━━━━━ Listed records ━━━━━
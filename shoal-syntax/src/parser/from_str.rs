// This file is part of shoal, an interactive POSIX-style shell.
// Copyright (C) 2026 the shoal developers
//
// This program is free software: you can redistribute it and/or modify
// it under the terms of the GNU General Public License as published by
// the Free Software Foundation, either version 3 of the License, or
// (at your option) any later version.
//
// This program is distributed in the hope that it will be useful,
// but WITHOUT ANY WARRANTY; without even the implied warranty of
// MERCHANTABILITY or FITNESS FOR A PARTICULAR PURPOSE.  See the
// GNU General Public License for more details.
//
// You should have received a copy of the GNU General Public License
// along with this program.  If not, see <https://www.gnu.org/licenses/>.

//! `FromStr` implementations for syntax types
//!
//! These parse source code of [unknown](crate::source::Source::Unknown)
//! origin, which is convenient in tests and for re-parsing generated code.

use super::core::{Parser, Rec, Result};
use super::error::{Error, SyntaxError};
use super::lex::{is_token_delimiter, Lexer};
use crate::source::Source;
use crate::syntax::{Command, List, Word};
use std::str::FromStr;

/// Ensures the lexer has reached the end of input.
fn ensure_eof(lexer: &mut Lexer) -> Result<()> {
    match lexer.peek_char() {
        None => Ok(()),
        Some(_) => Err(Error {
            cause: SyntaxError::RedundantToken.into(),
            location: lexer.location(),
        }),
    }
}

impl FromStr for Word {
    type Err = Error;
    fn from_str(s: &str) -> Result<Word> {
        let mut lexer = Lexer::from_memory(s, Source::Unknown);
        let word = lexer.word(&is_token_delimiter)?;
        ensure_eof(&mut lexer)?;
        Ok(word)
    }
}

impl FromStr for Command {
    type Err = Error;
    fn from_str(s: &str) -> Result<Command> {
        let mut lexer = Lexer::from_memory(s, Source::Unknown);
        let mut parser = Parser::new(&mut lexer);
        let command = loop {
            match parser.command()? {
                Rec::AliasSubstituted => continue,
                Rec::Parsed(command) => break command,
            }
        };
        let location = parser.peek_token()?.word.location.clone();
        parser.ensure_no_unread_here_doc()?;
        match command {
            Some(command) => Ok(command),
            None => Err(Error {
                cause: SyntaxError::InvalidCommandToken.into(),
                location,
            }),
        }
    }
}

impl FromStr for List {
    type Err = Error;
    fn from_str(s: &str) -> Result<List> {
        let mut lexer = Lexer::from_memory(s, Source::Unknown);
        let mut parser = Parser::new(&mut lexer);
        let list = parser.maybe_compound_list()?;
        let token = parser.peek_token()?;
        if token.id != super::lex::TokenId::EndOfInput {
            return Err(Error {
                cause: SyntaxError::RedundantToken.into(),
                location: token.word.location.clone(),
            });
        }
        parser.ensure_no_unread_here_doc()?;
        Ok(list)
    }
}

#[cfg(test)]
mod tests {
    use super::*;

    #[test]
    fn word_from_str() {
        let word: Word = "'hello world'".parse().unwrap();
        assert_eq!(word.to_string(), "'hello world'");
    }

    #[test]
    fn command_from_str() {
        let command: Command = "echo ok".parse().unwrap();
        assert_eq!(command.to_string(), "echo ok");
    }

    #[test]
    fn list_from_str_round_trip() {
        for code in [
            "echo a; echo b",
            "a | b && c",
            "if true; then x; else y; fi",
            "for i in 1 2 3; do echo \"n:$i\"; done",
            "case $x in (a) one;; (b) two;; esac",
            "while read line; do use $line; done",
            "f() { echo hi; }",
            "{ a; b; } >out",
            "(sub shell)",
            "[[ -n $x && $y == z* ]]",
            "((x = x + 1))",
            "x=1 y=$((x+2)) cmd ~/file <input",
        ] {
            let list: List = code.parse().unwrap();
            let printed = list.to_string();
            let reparsed: List = printed.parse().unwrap();
            assert_eq!(reparsed.to_string(), printed, "for input: {code}");
        }
    }

    #[test]
    fn multiline_list_from_str() {
        let list: List = "a\nb\nc".parse().unwrap();
        assert_eq!(list.0.len(), 3);
    }

    #[test]
    fn heredoc_in_list_from_str() {
        let list: List = "cat <<EOF\nhello\nEOF\n".parse().unwrap();
        assert_eq!(list.to_string(), "cat <<EOF");
    }

    #[test]
    fn syntax_error_from_str() {
        let result: Result<List> = "if then".parse();
        assert!(result.is_err());
    }
}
━━━━━
■ Exercise directions
In the listing above, each line with the word "location" is to be copied out.

■ Written answer
            location: lexer.location(),
        let location = parser.peek_token()?.word.location.clone();
                location,
                location: token.word.location.clone(),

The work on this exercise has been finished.